Could you, for the sake of argument, buy the most sustainably-produced frame in the world then screw the environment by choosing a bunch of parts and consumables that do the opposite? What is the environmental impact of producing, packaging and transporting disc brake pads for example?

I have no idea, just musing. My guess is that it'd take quite a serious deep audit to work it all out and will, of course, be relative to mileage and maybe be offset against reduced car / train / bus / shoe leather use...

As a journo in another area, I've always found the whole green-washing v sustainability debate problematic. When you start drilling down into 'green' production certification for example, or the nuts and bolts of recycled and recyclable materials, you often realise that the devil is in the detail and quite confusing. PrimaLoft, for example, has a new initiative which utilises what they call coastal plastics, plastic waste which is recovered from 'coastal areas' before it can enter the sea and degrade further. Turns out 'coastal' is, from memory, something like 50km from the coast...

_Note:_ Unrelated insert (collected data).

//! Test doubles shared by the storage and domain tests.

use anyhow::{bail, Result};
use async_trait::async_trait;
use shared::{Activity, Board, BoardType, DateIdentifier, FromLibrary, LibraryActivity};
use std::sync::atomic::{AtomicBool, AtomicUsize, Ordering};
use std::sync::Arc;

use super::board_repository::{BoardRepository, DEFAULT_STORAGE_KEY};
use super::error::BoardStoreError;
use super::memory::MemoryKeyValueStore;
use super::traits::{BoardStorage, KeyValueStore};

pub fn date(text: &str) -> DateIdentifier {
    text.parse().expect("test date should be valid")
}

/// Board for `(base, offset)` whose date fields are consistent
pub fn sample_board(id: &str, base: &str, day_offset: u32) -> Board {
    let base_date = date(base);
    let target = base_date
        .date()
        .checked_add_days(chrono::Days::new(day_offset as u64))
        .expect("test offset in range");
    Board {
        id: id.to_string(),
        board_type: BoardType::for_offset(day_offset),
        date_iso: DateIdentifier::new(target),
        base_date_iso: base_date,
        day_offset,
        title: format!("Board {}", id),
        cards: vec![library_activity("1", "home")],
    }
}

pub fn library_activity(key: &str, name: &str) -> Activity {
    Activity::Library(LibraryActivity {
        id: Some(key.to_string()),
        from_library: FromLibrary,
        image_key: Some(key.to_string()),
        name: name.to_string(),
        category: None,
    })
}

/// In-memory key-value store whose reads and writes can be made to fail
#[derive(Clone, Default)]
pub struct FailingKeyValueStore {
    inner: MemoryKeyValueStore,
    fail_reads: Arc<AtomicBool>,
    fail_writes: Arc<AtomicBool>,
    writes: Arc<AtomicUsize>,
}

impl FailingKeyValueStore {
    pub fn new() -> Self {
        Self::default()
    }

    pub fn fail_reads(&self, fail: bool) {
        self.fail_reads.store(fail, Ordering::SeqCst);
    }

    pub fn fail_writes(&self, fail: bool) {
        self.fail_writes.store(fail, Ordering::SeqCst);
    }

    /// Number of successful writes
    pub fn write_count(&self) -> usize {
        self.writes.load(Ordering::SeqCst)
    }
}

#[async_trait]
impl KeyValueStore for FailingKeyValueStore {
    async fn read(&self, key: &str) -> Result<Option<String>> {
        if self.fail_reads.load(Ordering::SeqCst) {
            bail!("simulated read failure");
        }
        self.inner.read(key).await
    }

    async fn write(&self, key: &str, value: &str) -> Result<()> {
        if self.fail_writes.load(Ordering::SeqCst) {
            bail!("simulated write failure");
        }
        self.inner.write(key, value).await?;
        self.writes.fetch_add(1, Ordering::SeqCst);
        Ok(())
    }

    async fn remove(&self, key: &str) -> Result<bool> {
        if self.fail_writes.load(Ordering::SeqCst) {
            bail!("simulated write failure");
        }
        self.inner.remove(key).await
    }
}

/// Board store that counts mutating calls before delegating to a real
/// repository over a [`FailingKeyValueStore`].
#[derive(Clone)]
pub struct CountingBoardStore {
    pub kv: FailingKeyValueStore,
    repository: BoardRepository,
    appends: Arc<AtomicUsize>,
    replaces: Arc<AtomicUsize>,
}

impl CountingBoardStore {
    pub fn new() -> Self {
        let kv = FailingKeyValueStore::new();
        let repository = BoardRepository::new(Arc::new(kv.clone()), DEFAULT_STORAGE_KEY);
        Self {
            kv,
            repository,
            appends: Arc::new(AtomicUsize::new(0)),
            replaces: Arc::new(AtomicUsize::new(0)),
        }
    }

    pub async fn with_boards(boards: &[Board]) -> Self {
        let store = Self::new();
        for board in boards {
            store.repository.append(board).await.expect("seed board");
        }
        store
    }

    pub fn append_count(&self) -> usize {
        self.appends.load(Ordering::SeqCst)
    }

    pub fn replace_count(&self) -> usize {
        self.replaces.load(Ordering::SeqCst)
    }
}

#[async_trait]
impl BoardStorage for CountingBoardStore {
    async fn list_all(&self) -> Vec<Board> {
        self.repository.list_all().await
    }

    async fn append(&self, board: &Board) -> Result<Vec<Board>, BoardStoreError> {
        self.appends.fetch_add(1, Ordering::SeqCst);
        self.repository.append(board).await
    }

    async fn replace(&self, board: &Board) -> Result<Vec<Board>, BoardStoreError> {
        self.replaces.fetch_add(1, Ordering::SeqCst);
        self.repository.replace(board).await
    }

    async fn remove(&self, id: &str) -> Result<Vec<Board>, BoardStoreError> {
        self.repository.remove(id).await
    }

    async fn clear(&self) -> Result<(), BoardStoreError> {
        self.repository.clear().await
    }
}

It's sometimes hard to know what's genuinely useful and what isn't and whether even flawed environmental initiatives are better than doing nothing at all, I'm sure mostly they are. When you start factoring in motivations, it gets even more complex. Big brands are under systemic pressure to green up their act. Gore isn't in the midst of a switch to a 'greener' membrane technology because they want to save the planet - though I'm sure as individuals they do - it's because pretty soon they simply won't be able to credibly use the fluoro-chemicals involved in the production of their current membrane.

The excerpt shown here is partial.